HERITAGE: THE ART OF GANDHARA
A treasure trove of artefacts belonging to the ancient Gandhara civilisation that existed from the middle of the first millennium BCE to the beginning of the second millennium CE, in what is present-day northern Pakistan and Afghanistan, were unearthed from the 3,000-year-old epic city known as Takshashila, Taksasila or the modern Taxila and are housed in the National Museum in Karachi.
The history of Gandhara shows political rule of multiple dynasties over the centuries. Being a strategically located city and the centre of ancient trade routes, Taxila suffered repeated ownership conflict and was destroyed and rebuilt multiple times.

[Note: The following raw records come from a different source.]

//! Application state and service initialization
//!
//! This module centralizes service initialization and dependency injection,
//! making it easier to manage the application lifecycle and test services.

use std::sync::Arc;

use crate::service::{
    ContractDraftingService, DocumentAnalysisService, GeminiClient, RiskAssessmentService,
    TextGenerator, TranslationService,
};

const ENV_GEMINI_API_KEY: &str = "GEMINI_API_KEY";

/// Application state containing all services and shared resources
///
/// This struct centralizes service initialization and makes it easy to inject
/// dependencies into Actix-web handlers.
pub struct AppState {
    /// Contract risk assessment service
    pub assessment_service: RiskAssessmentService,
    /// Free-form document analysis service
    pub analysis_service: DocumentAnalysisService,
    /// Contract drafting service
    pub drafting_service: ContractDraftingService,
    /// Translation service
    pub translation_service: TranslationService,
}

impl AppState {
    /// Initialize all services and build application state
    ///
    /// This performs:
    /// 1. Generation client initialization (requires GEMINI_API_KEY)
    /// 2. Service construction over the shared generator
    pub fn new() -> Result<Self, AppError> {
        let api_key =
            std::env::var(ENV_GEMINI_API_KEY).map_err(|_| AppError::MissingConfig(ENV_GEMINI_API_KEY))?;

        let generator: Arc<dyn TextGenerator> = Arc::new(
            GeminiClient::new(&api_key).map_err(|_| AppError::InvalidConfig("Invalid generation client configuration"))?,
        );

        Ok(Self {
            assessment_service: RiskAssessmentService::new(Arc::clone(&generator)),
            analysis_service: DocumentAnalysisService::new(Arc::clone(&generator)),
            drafting_service: ContractDraftingService::new(Arc::clone(&generator)),
            translation_service: TranslationService::new(generator),
        })
    }
}

/// Application-level errors
#[derive(Debug, thiserror::Error)]
#[non_exhaustive]
pub enum AppError {
    /// Missing required configuration
    #[error("Missing required configuration: {0}")]
    MissingConfig(&'static str),

    /// Invalid configuration value
    #[error("Invalid configuration: {0}")]
    InvalidConfig(&'static str),
}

However, the artefacts discovered from the excavated ancient site of Taxila show a remarkable uniformity of native cultural traditions that persisted through the Achaemenid, Greek, Mauryan, Indo-Greek, Scythian, Parthian, Kushan, Han and Hindu dynasties, up to the Muslim conquest in the beginning of the mediaeval period.

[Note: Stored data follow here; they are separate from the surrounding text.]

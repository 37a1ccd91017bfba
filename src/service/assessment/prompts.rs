//! Prompts for contract risk assessment

/// System prompt for contract risk assessment
pub const ASSESSMENT_SYSTEM_PROMPT: &str = r#"You are a legal assistant specializing in contract analysis.

Your role is to review contract text and report the risks it poses to the
reviewing party.

You must:
- Base findings strictly on the provided contract text
- Cite the clause or section a finding refers to where possible
- Stay professional and neutral
- Avoid disclaimers such as "I am an AI"

Group your findings under exactly these headings, each at the start of a line:

High Risk:
Medium Risk:
Low Risk:

List the findings for each severity under its heading. Omit a heading that
has no findings. You may open with a short free-text summary before the
first heading."#;

/// Build the assessment prompt from the contract text
pub fn build_assessment_prompt(document_text: &str) -> String {
    format!(
        r#"Review the following contract and report its risks grouped by severity.

## Contract Text
{document_text}"#
    )
}
// ABOUTME: Locates container recipes and shared support files on disk.
// ABOUTME: `Dockerfile.<ecosystem>` wins over the shared `Dockerfile`.

use std::path::{Path, PathBuf};

use super::StageError;
use crate::types::EcosystemId;

/// File name the container engine expects inside a build context.
pub const RECIPE_FILENAME: &str = "Dockerfile";

/// A resolved recipe plus the support files to stage next to it.
#[derive(Debug, Clone, PartialEq, Eq)]
pub struct Recipe {
    pub path: PathBuf,
    pub support_files: Vec<PathBuf>,
}

impl Recipe {
    pub fn new(path: impl Into<PathBuf>) -> Self {
        Self {
            path: path.into(),
            support_files: Vec::new(),
        }
    }

    pub fn with_support_files(mut self, files: Vec<PathBuf>) -> Self {
        self.support_files = files;
        self
    }
}

/// Directory of per-ecosystem recipes.
#[derive(Debug, Clone)]
pub struct RecipeBook {
    dir: PathBuf,
    support_files: Vec<String>,
}

impl RecipeBook {
    pub fn new(dir: impl Into<PathBuf>) -> Self {
        Self {
            dir: dir.into(),
            support_files: Vec::new(),
        }
    }

    /// Support files are looked up relative to the recipe directory.
    pub fn with_support_files(mut self, files: Vec<String>) -> Self {
        self.support_files = files;
        self
    }

    pub fn dir(&self) -> &Path {
        &self.dir
    }

    /// Resolve the recipe for `ecosystem`.
    pub fn recipe_for(&self, ecosystem: &EcosystemId) -> Result<Recipe, StageError> {
        let specific = self.dir.join(format!("{RECIPE_FILENAME}.{ecosystem}"));
        let shared = self.dir.join(RECIPE_FILENAME);

        let path = if specific.is_file() {
            specific
        } else if shared.is_file() {
            shared
        } else {
            return Err(StageError::RecipeNotFound {
                ecosystem: ecosystem.to_string(),
                dir: self.dir.clone(),
            });
        };

        self.with_support(path)
    }

    /// Use an explicitly named recipe file, relative to the recipe directory.
    pub fn recipe_at(&self, file: &Path) -> Result<Recipe, StageError> {
        let path = self.dir.join(file);
        if !path.is_file() {
            return Err(StageError::RecipeFileNotFound(path));
        }
        self.with_support(path)
    }

    fn with_support(&self, path: PathBuf) -> Result<Recipe, StageError> {
        let mut support = Vec::with_capacity(self.support_files.len());
        for name in &self.support_files {
            let file = self.dir.join(name);
            if !file.is_file() {
                return Err(StageError::SupportFileNotFound(file));
            }
            support.push(file);
        }

        Ok(Recipe::new(path).with_support_files(support))
    }
}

A rich collection of relics housed in the National Museum in Karachi depicts the Gandharan civilisation’s complex cultural history as well as its evolving artistic traditions
The Greek historian Arrian speaks of Taxila as one of the most flourishing among the cities that lay between the River Indus and Hydaspes (presently Jhelum) at the time of Alexander the Great. Strabo, the Greek geographer, philosopher and historian who lived in south-western Asia during the transitional period of the Roman Republic into the Roman Empire, tells us that Taxila was thickly populated and extremely fertile, as the mountains gradually subsided into plains. Another Greek historian, biographer and essayist, Plutarch, remarked on the richness of the soil. Buddhist pilgrim and seventh-century traveller Hsiian Tsang also writes in a similar strain of the land’s fertility, its rich harvests, flowing streams and luxuriant vegetation.